• WHAT IS NEEDED
Please give back only the lines below from the one containing "out.runtime_lib_version = version.clone();" to the one containing "the versions involved.", each repeated word for word, both ends included.

• STUDY MATERIAL
----

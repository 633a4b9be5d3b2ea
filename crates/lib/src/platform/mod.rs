//! Platform model: the fingerprint a stage's outputs are bound to.
//!
//! A [`PlatformTarget`] combines OS, architecture, C library flavour and
//! version, and the compiler runtime library (e.g. `libstdc++`) with its
//! version. Compatibility between two targets is decided by a
//! [`compat::CompatibilityPredicate`].

pub mod arch;
pub mod compat;
pub mod libc;
pub mod os;
pub mod paths;
pub mod registry;
pub mod version;

use std::fmt;
use std::str::FromStr;

use serde::{Deserialize, Serialize};
use thiserror::Error;

pub use arch::Arch;
pub use compat::{CompatPolicy, CompatibilityPredicate};
pub use libc::LibcFlavor;
pub use os::Os;
pub use registry::ImageRegistry;
pub use version::AbiVersion;

/// Errors parsing platform components.
#[derive(Debug, Clone, PartialEq, Eq, Error)]
pub enum PlatformError {
  #[error("unknown operating system: {0}")]
  UnknownOs(String),

  #[error("unknown architecture: {0}")]
  UnknownArch(String),

  #[error("unknown libc flavor: {0}")]
  UnknownLibc(String),

  #[error("invalid version: {0}")]
  InvalidVersion(String),

  #[error("invalid platform '{input}': {reason}")]
  InvalidPlatform { input: String, reason: String },
}

/// The ABI fingerprint a stage is built under.
///
/// String form: `os/arch/libc-version/runtime-version`, for example
/// `linux/amd64/musl-1.2.4/libstdc++-13`. Descriptors and registries may use
/// either that string or the expanded table form.
#[derive(Debug, Clone, PartialEq, Eq, Hash, Serialize, Deserialize)]
#[serde(try_from = "PlatformRepr")]
pub struct PlatformTarget {
  pub os: Os,
  pub arch: Arch,
  pub libc: LibcFlavor,
  pub libc_version: AbiVersion,
  pub runtime_lib: String,
  pub runtime_lib_version: AbiVersion,
}

impl PlatformTarget {
  pub fn new(
    os: Os,
    arch: Arch,
    libc: LibcFlavor,
    libc_version: AbiVersion,
    runtime_lib: impl Into<String>,
    runtime_lib_version: AbiVersion,
  ) -> Self {
    Self {
      os,
      arch,
      libc,
      libc_version,
      runtime_lib: runtime_lib.into(),
      runtime_lib_version,
    }
  }

  /// The `os/arch` pair, as container tooling spells it.
  pub fn os_arch(&self) -> String {
    format!("{}/{}", self.os, self.arch)
  }

  /// Whether an artifact produced under `self` may run on `runtime`.
  pub fn is_compatible_with(&self, runtime: &PlatformTarget, predicate: &dyn CompatibilityPredicate) -> bool {
    predicate.is_compatible(self, runtime)
  }
}

#[derive(Deserialize)]
#[serde(untagged)]
enum PlatformRepr {
  Short(String),
  Full {
    os: Os,
    arch: Arch,
    libc: LibcFlavor,
    libc_version: AbiVersion,
    runtime_lib: String,
    runtime_lib_version: AbiVersion,
  },
}

impl TryFrom<PlatformRepr> for PlatformTarget {
  type Error = PlatformError;

  fn try_from(repr: PlatformRepr) -> Result<Self, Self::Error> {
    match repr {
      PlatformRepr::Short(s) => s.parse(),
      PlatformRepr::Full {
        os,
        arch,
        libc,
        libc_version,
        runtime_lib,
        runtime_lib_version,
      } => Ok(Self::new(os, arch, libc, libc_version, runtime_lib, runtime_lib_version)),
    }
  }
}

impl fmt::Display for PlatformTarget {
  fn fmt(&self, f: &mut fmt::Formatter<'_>) -> fmt::Result {
    write!(
      f,
      "{}/{}/{}-{}/{}-{}",
      self.os, self.arch, self.libc, self.libc_version, self.runtime_lib, self.runtime_lib_version
    )
  }
}

impl FromStr for PlatformTarget {
  type Err = PlatformError;

  fn from_str(s: &str) -> Result<Self, Self::Err> {
    let over: PlatformOverride = s.parse()?;
    over.complete().ok_or_else(|| PlatformError::InvalidPlatform {
      input: s.to_string(),
      reason: "expected os/arch/libc-version/runtime-version".to_string(),
    })
  }
}

/// A run-wide platform override.
///
/// Only `os/arch` are mandatory; the libc and runtime-library parts replace
/// the resolved values when given. A complete override is used verbatim for
/// every stage.
#[derive(Debug, Clone, PartialEq, Eq, Serialize, Deserialize)]
pub struct PlatformOverride {
  pub os: Os,
  pub arch: Arch,
  pub libc: Option<(LibcFlavor, AbiVersion)>,
  pub runtime_lib: Option<(String, AbiVersion)>,
}

impl PlatformOverride {
  /// The override as a full target, if every component was given.
  pub fn complete(&self) -> Option<PlatformTarget> {
    let (libc, libc_version) = self.libc.clone()?;
    let (runtime_lib, runtime_lib_version) = self.runtime_lib.clone()?;
    Some(PlatformTarget {
      os: self.os,
      arch: self.arch,
      libc,
      libc_version,
      runtime_lib,
      runtime_lib_version,
    })
  }

  /// Apply the override on top of an otherwise-resolved platform.
  pub fn apply(&self, base: &PlatformTarget) -> PlatformTarget {
    let mut out = base.clone();
    out.os = self.os;
    out.arch = self.arch;
    if let Some((libc, version)) = &self.libc {
      out.libc = *libc;
      out.libc_version = version.clone();
    }
    if let Some((name, version)) = &self.runtime_lib {
      out.runtime_lib = name.clone();
      out.runtime_lib_version = version.clone();
    }
    out
  }
}

impl fmt::Display for PlatformOverride {
  fn fmt(&self, f: &mut fmt::Formatter<'_>) -> fmt::Result {
    write!(f, "{}/{}", self.os, self.arch)?;
    if let Some((libc, version)) = &self.libc {
      write!(f, "/{}-{}", libc, version)?;
    }
    if let Some((name, version)) = &self.runtime_lib {
      write!(f, "/{}-{}", name, version)?;
    }
    Ok(())
  }
}

impl FromStr for PlatformOverride {
  type Err = PlatformError;

  fn from_str(s: &str) -> Result<Self, Self::Err> {
    let invalid = |reason: &str| PlatformError::InvalidPlatform {
      input: s.to_string(),
      reason: reason.to_string(),
    };

    let parts: Vec<&str> = s.trim().split('/').collect();
    if parts.len() < 2 || parts.len() > 4 {
      return Err(invalid("expected os/arch[/libc-version[/runtime-version]]"));
    }

    let os = parts[0].parse()?;
    let arch = parts[1].parse()?;

    let libc = match parts.get(2) {
      Some(part) => {
        let (name, version) = split_name_version(part).ok_or_else(|| invalid("libc must be <flavor>-<version>"))?;
        Some((name.parse()?, AbiVersion::parse(version)?))
      }
      None => None,
    };

    let runtime_lib = match parts.get(3) {
      Some(part) => {
        let (name, version) =
          split_name_version(part).ok_or_else(|| invalid("runtime library must be <name>-<version>"))?;
        Some((name.to_string(), AbiVersion::parse(version)?))
      }
      None => None,
    };

    Ok(Self {
      os,
      arch,
      libc,
      runtime_lib,
    })
  }
}

/// Split `libstdc++-13.2` into `("libstdc++", "13.2")` at the first dash that
/// is followed by a digit.
fn split_name_version(part: &str) -> Option<(&str, &str)> {
  let bytes = part.as_bytes();
  let idx = (0..bytes.len().saturating_sub(1)).find(|&i| bytes[i] == b'-' && bytes[i + 1].is_ascii_digit())?;
  let (name, version) = (&part[..idx], &part[idx + 1..]);
  if name.is_empty() { None } else { Some((name, version)) }
}
use std::fmt;
use std::str::FromStr;

use serde::{Deserialize, Serialize};

use super::PlatformError;

/// C library flavour a base image ships.
///
/// Binaries linked against one flavour never load under the other, whatever
/// the versions involved.
#[derive(Debug, Clone, Copy, PartialEq, Eq, PartialOrd, Ord, Hash, Serialize, Deserialize)]
#[serde(try_from = "String", into = "String")]
pub enum LibcFlavor {
  Glibc,
  Musl,
  /// No C library in the usual sense (macOS libSystem, Windows CRT).
  System,
}

impl LibcFlavor {
  pub fn as_str(&self) -> &'static str {
    match self {
      Self::Glibc => "glibc",
      Self::Musl => "musl",
      Self::System => "system",
    }
  }
}

impl fmt::Display for LibcFlavor {
  fn fmt(&self, f: &mut fmt::Formatter<'_>) -> fmt::Result {
    write!(f, "{}", self.as_str())
  }
}

impl FromStr for LibcFlavor {
  type Err = PlatformError;

  fn from_str(s: &str) -> Result<Self, Self::Err> {
    match s.to_ascii_lowercase().as_str() {
      "glibc" | "gnu" => Ok(Self::Glibc),
      "musl" => Ok(Self::Musl),
      "system" | "msvc" | "libsystem" => Ok(Self::System),
      other => Err(PlatformError::UnknownLibc(other.to_string())),
    }
  }
}

impl TryFrom<String> for LibcFlavor {
  type Error = PlatformError;

  fn try_from(value: String) -> Result<Self, Self::Error> {
    value.parse()
  }
}

impl From<LibcFlavor> for String {
  fn from(libc: LibcFlavor) -> Self {
    libc.as_str().to_string()
  }
}
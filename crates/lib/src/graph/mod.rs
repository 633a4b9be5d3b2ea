//! Stage graph: the validated DAG of build stages.
//!
//! Edges run from an upstream stage to the stage that consumes its
//! artifacts. Construction rejects cycles, dangling references and
//! duplicate declarations before anything executes.

pub mod resolve;

use std::collections::{BTreeSet, HashMap, HashSet};

use petgraph::Direction;
use petgraph::algo::{tarjan_scc, toposort};
use petgraph::graph::{DiGraph, NodeIndex};
use petgraph::visit::{Dfs, Reversed};
use thiserror::Error;

use crate::descriptor::{BuildDescriptor, StageId, StageSpec};

pub use resolve::{ResolveError, ResolvedPlatforms, resolve_all, resolve_effective_platform};

/// Structural problems in a descriptor, detected before execution.
#[derive(Debug, Clone, PartialEq, Eq, Error)]
pub enum GraphError {
  #[error("descriptor declares no stages")]
  Empty,

  #[error("invalid stage id '{0}': ids name a directory and may not be empty or contain '/', '\\' or '..'")]
  InvalidStageId(StageId),

  #[error("stage '{0}' is declared more than once")]
  DuplicateStage(StageId),

  #[error("stage '{stage}' consumes from unknown stage '{upstream}'")]
  UnknownUpstream { stage: StageId, upstream: StageId },

  #[error("stage '{stage}' consumes '{path}' but stage '{upstream}' does not export it")]
  UnknownArtifact {
    stage: StageId,
    upstream: StageId,
    path: String,
  },

  #[error("stage '{stage}' exports '{path}' more than once")]
  DuplicateArtifact { stage: StageId, path: String },

  #[error("stage '{stage}' receives more than one artifact at '{dest}'")]
  DuplicateDestination { stage: StageId, dest: String },

  #[error("target stage '{0}' does not exist")]
  UnknownTarget(StageId),

  #[error("dependency cycle between stages: {}", join_ids(.stages))]
  Cycle { stages: Vec<StageId> },
}

fn join_ids(ids: &[StageId]) -> String {
  ids.iter().map(|id| id.as_str()).collect::<Vec<_>>().join(" -> ")
}

/// Stage ids become directory names, so they must be a single plain path
/// component.
fn is_valid_stage_id(id: &StageId) -> bool {
  let id = id.as_str();
  !id.is_empty() && id != "." && !id.contains("..") && !id.contains(['/', '\\'])
}

/// A validated, acyclic graph of build stages.
#[derive(Debug, Clone)]
pub struct StageGraph {
  graph: DiGraph<StageId, ()>,
  nodes: HashMap<StageId, NodeIndex>,
  stages: Vec<StageSpec>,
  terminal: StageId,
}

impl StageGraph {
  /// Validate a descriptor and build its graph.
  pub fn from_descriptor(descriptor: &BuildDescriptor) -> Result<Self, GraphError> {
    let terminal = descriptor.terminal().cloned().ok_or(GraphError::Empty)?;

    let mut graph = DiGraph::new();
    let mut nodes = HashMap::new();

    for stage in &descriptor.stages {
      if !is_valid_stage_id(&stage.id) {
        return Err(GraphError::InvalidStageId(stage.id.clone()));
      }
      if nodes.contains_key(&stage.id) {
        return Err(GraphError::DuplicateStage(stage.id.clone()));
      }
      let mut seen = HashSet::new();
      for artifact in &stage.artifacts {
        if !seen.insert(artifact.path.as_str()) {
          return Err(GraphError::DuplicateArtifact {
            stage: stage.id.clone(),
            path: artifact.path.clone(),
          });
        }
      }
      nodes.insert(stage.id.clone(), graph.add_node(stage.id.clone()));
    }

    if !nodes.contains_key(&terminal) {
      return Err(GraphError::UnknownTarget(terminal));
    }

    for stage in &descriptor.stages {
      let dependent = nodes[&stage.id];
      let mut destinations = HashSet::new();

      for r in &stage.consumes {
        let Some(&upstream) = nodes.get(&r.stage) else {
          return Err(GraphError::UnknownUpstream {
            stage: stage.id.clone(),
            upstream: r.stage.clone(),
          });
        };

        let exported = descriptor
          .stage(&r.stage)
          .is_some_and(|up| up.artifact(&r.path).is_some());
        if !exported {
          return Err(GraphError::UnknownArtifact {
            stage: stage.id.clone(),
            upstream: r.stage.clone(),
            path: r.path.clone(),
          });
        }

        if !destinations.insert(r.destination()) {
          return Err(GraphError::DuplicateDestination {
            stage: stage.id.clone(),
            dest: r.destination().to_string(),
          });
        }

        graph.update_edge(upstream, dependent, ());
      }
    }

    let dag = Self {
      graph,
      nodes,
      stages: descriptor.stages.clone(),
      terminal,
    };
    dag.verify_acyclic()?;
    Ok(dag)
  }

  fn verify_acyclic(&self) -> Result<(), GraphError> {
    if toposort(&self.graph, None).is_ok() {
      return Ok(());
    }

    // Report the members of the first cycle found, in declaration order.
    let cyclic = tarjan_scc(&self.graph)
      .into_iter()
      .find(|scc| scc.len() > 1 || self.graph.contains_edge(scc[0], scc[0]))
      .unwrap_or_default();
    let members: HashSet<&StageId> = cyclic.iter().map(|&idx| &self.graph[idx]).collect();
    let stages = self
      .stages
      .iter()
      .filter(|s| members.contains(&s.id))
      .map(|s| s.id.clone())
      .collect();

    Err(GraphError::Cycle { stages })
  }

  pub fn len(&self) -> usize {
    self.stages.len()
  }

  pub fn is_empty(&self) -> bool {
    self.stages.is_empty()
  }

  /// Stages in declaration order.
  pub fn stages(&self) -> &[StageSpec] {
    &self.stages
  }

  pub fn stage(&self, id: &StageId) -> Option<&StageSpec> {
    self.stages.iter().find(|s| &s.id == id)
  }

  pub fn contains(&self, id: &StageId) -> bool {
    self.nodes.contains_key(id)
  }

  /// The terminal ("runtime") stage whose success defines build success.
  pub fn terminal(&self) -> &StageId {
    &self.terminal
  }

  /// Direct upstream stages, in declaration order.
  pub fn upstream(&self, id: &StageId) -> Vec<StageId> {
    self.neighbors(id, Direction::Incoming)
  }

  /// Direct downstream stages, in declaration order.
  pub fn downstream(&self, id: &StageId) -> Vec<StageId> {
    self.neighbors(id, Direction::Outgoing)
  }

  fn neighbors(&self, id: &StageId, dir: Direction) -> Vec<StageId> {
    let Some(&idx) = self.nodes.get(id) else {
      return Vec::new();
    };
    let found: HashSet<&StageId> = self.graph.neighbors_directed(idx, dir).map(|n| &self.graph[n]).collect();
    self.ordered(|s| found.contains(s))
  }

  /// Every stage that depends on `id`, directly or transitively.
  pub fn dependents(&self, id: &StageId) -> Vec<StageId> {
    let Some(&start) = self.nodes.get(id) else {
      return Vec::new();
    };
    let mut found = HashSet::new();
    let mut dfs = Dfs::new(&self.graph, start);
    while let Some(idx) = dfs.next(&self.graph) {
      if idx != start {
        found.insert(&self.graph[idx]);
      }
    }
    self.ordered(|s| found.contains(s))
  }

  /// The terminal stage and every stage it transitively depends on.
  pub fn required_for_terminal(&self) -> BTreeSet<StageId> {
    let start = self.nodes[&self.terminal];
    let reversed = Reversed(&self.graph);
    let mut found = BTreeSet::new();
    let mut dfs = Dfs::new(reversed, start);
    while let Some(idx) = dfs.next(reversed) {
      found.insert(self.graph[idx].clone());
    }
    found
  }

  /// Stage ids with dependencies before dependents, ties in declaration order.
  pub fn topological_order(&self) -> Vec<StageId> {
    self.waves().into_iter().flatten().collect()
  }

  /// Stages grouped into levels: every stage's upstreams sit in earlier waves.
  pub fn waves(&self) -> Vec<Vec<StageId>> {
    let mut in_degree: HashMap<NodeIndex, usize> = self
      .graph
      .node_indices()
      .map(|idx| (idx, self.graph.neighbors_directed(idx, Direction::Incoming).count()))
      .collect();
    let mut remaining: HashSet<NodeIndex> = self.graph.node_indices().collect();
    let mut waves = Vec::new();

    while !remaining.is_empty() {
      let ready: HashSet<NodeIndex> = remaining.iter().filter(|&&idx| in_degree[&idx] == 0).copied().collect();
      if ready.is_empty() {
        // Unreachable for a validated graph.
        break;
      }

      for idx in &ready {
        remaining.remove(idx);
        for next in self.graph.neighbors_directed(*idx, Direction::Outgoing) {
          if let Some(deg) = in_degree.get_mut(&next) {
            *deg = deg.saturating_sub(1);
          }
        }
      }

      let ids: HashSet<&StageId> = ready.iter().map(|&idx| &self.graph[idx]).collect();
      waves.push(self.ordered(|s| ids.contains(s)));
    }

    waves
  }

  fn ordered(&self, keep: impl Fn(&StageId) -> bool) -> Vec<StageId> {
    self.stages.iter().map(|s| &s.id).filter(|id| keep(id)).cloned().collect()
  }
}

----

• RESULT FOR THIS EXERCISE
      out.runtime_lib_version = version.clone();
    }
    out
  }
}

impl fmt::Display for PlatformOverride {
  fn fmt(&self, f: &mut fmt::Formatter<'_>) -> fmt::Result {
    write!(f, "{}/{}", self.os, self.arch)?;
    if let Some((libc, version)) = &self.libc {
      write!(f, "/{}-{}", libc, version)?;
    }
    if let Some((name, version)) = &self.runtime_lib {
      write!(f, "/{}-{}", name, version)?;
    }
    Ok(())
  }
}

impl FromStr for PlatformOverride {
  type Err = PlatformError;

  fn from_str(s: &str) -> Result<Self, Self::Err> {
    let invalid = |reason: &str| PlatformError::InvalidPlatform {
      input: s.to_string(),
      reason: reason.to_string(),
    };

    let parts: Vec<&str> = s.trim().split('/').collect();
    if parts.len() < 2 || parts.len() > 4 {
      return Err(invalid("expected os/arch[/libc-version[/runtime-version]]"));
    }

    let os = parts[0].parse()?;
    let arch = parts[1].parse()?;

    let libc = match parts.get(2) {
      Some(part) => {
        let (name, version) = split_name_version(part).ok_or_else(|| invalid("libc must be <flavor>-<version>"))?;
        Some((name.parse()?, AbiVersion::parse(version)?))
      }
      None => None,
    };

    let runtime_lib = match parts.get(3) {
      Some(part) => {
        let (name, version) =
          split_name_version(part).ok_or_else(|| invalid("runtime library must be <name>-<version>"))?;
        Some((name.to_string(), AbiVersion::parse(version)?))
      }
      None => None,
    };

    Ok(Self {
      os,
      arch,
      libc,
      runtime_lib,
    })
  }
}

/// Split `libstdc++-13.2` into `("libstdc++", "13.2")` at the first dash that
/// is followed by a digit.
fn split_name_version(part: &str) -> Option<(&str, &str)> {
  let bytes = part.as_bytes();
  let idx = (0..bytes.len().saturating_sub(1)).find(|&i| bytes[i] == b'-' && bytes[i + 1].is_ascii_digit())?;
  let (name, version) = (&part[..idx], &part[idx + 1..]);
  if name.is_empty() { None } else { Some((name, version)) }
}
use std::fmt;
use std::str::FromStr;

use serde::{Deserialize, Serialize};

use super::PlatformError;

/// C library flavour a base image ships.
///
/// Binaries linked against one flavour never load under the other, whatever
/// the versions involved.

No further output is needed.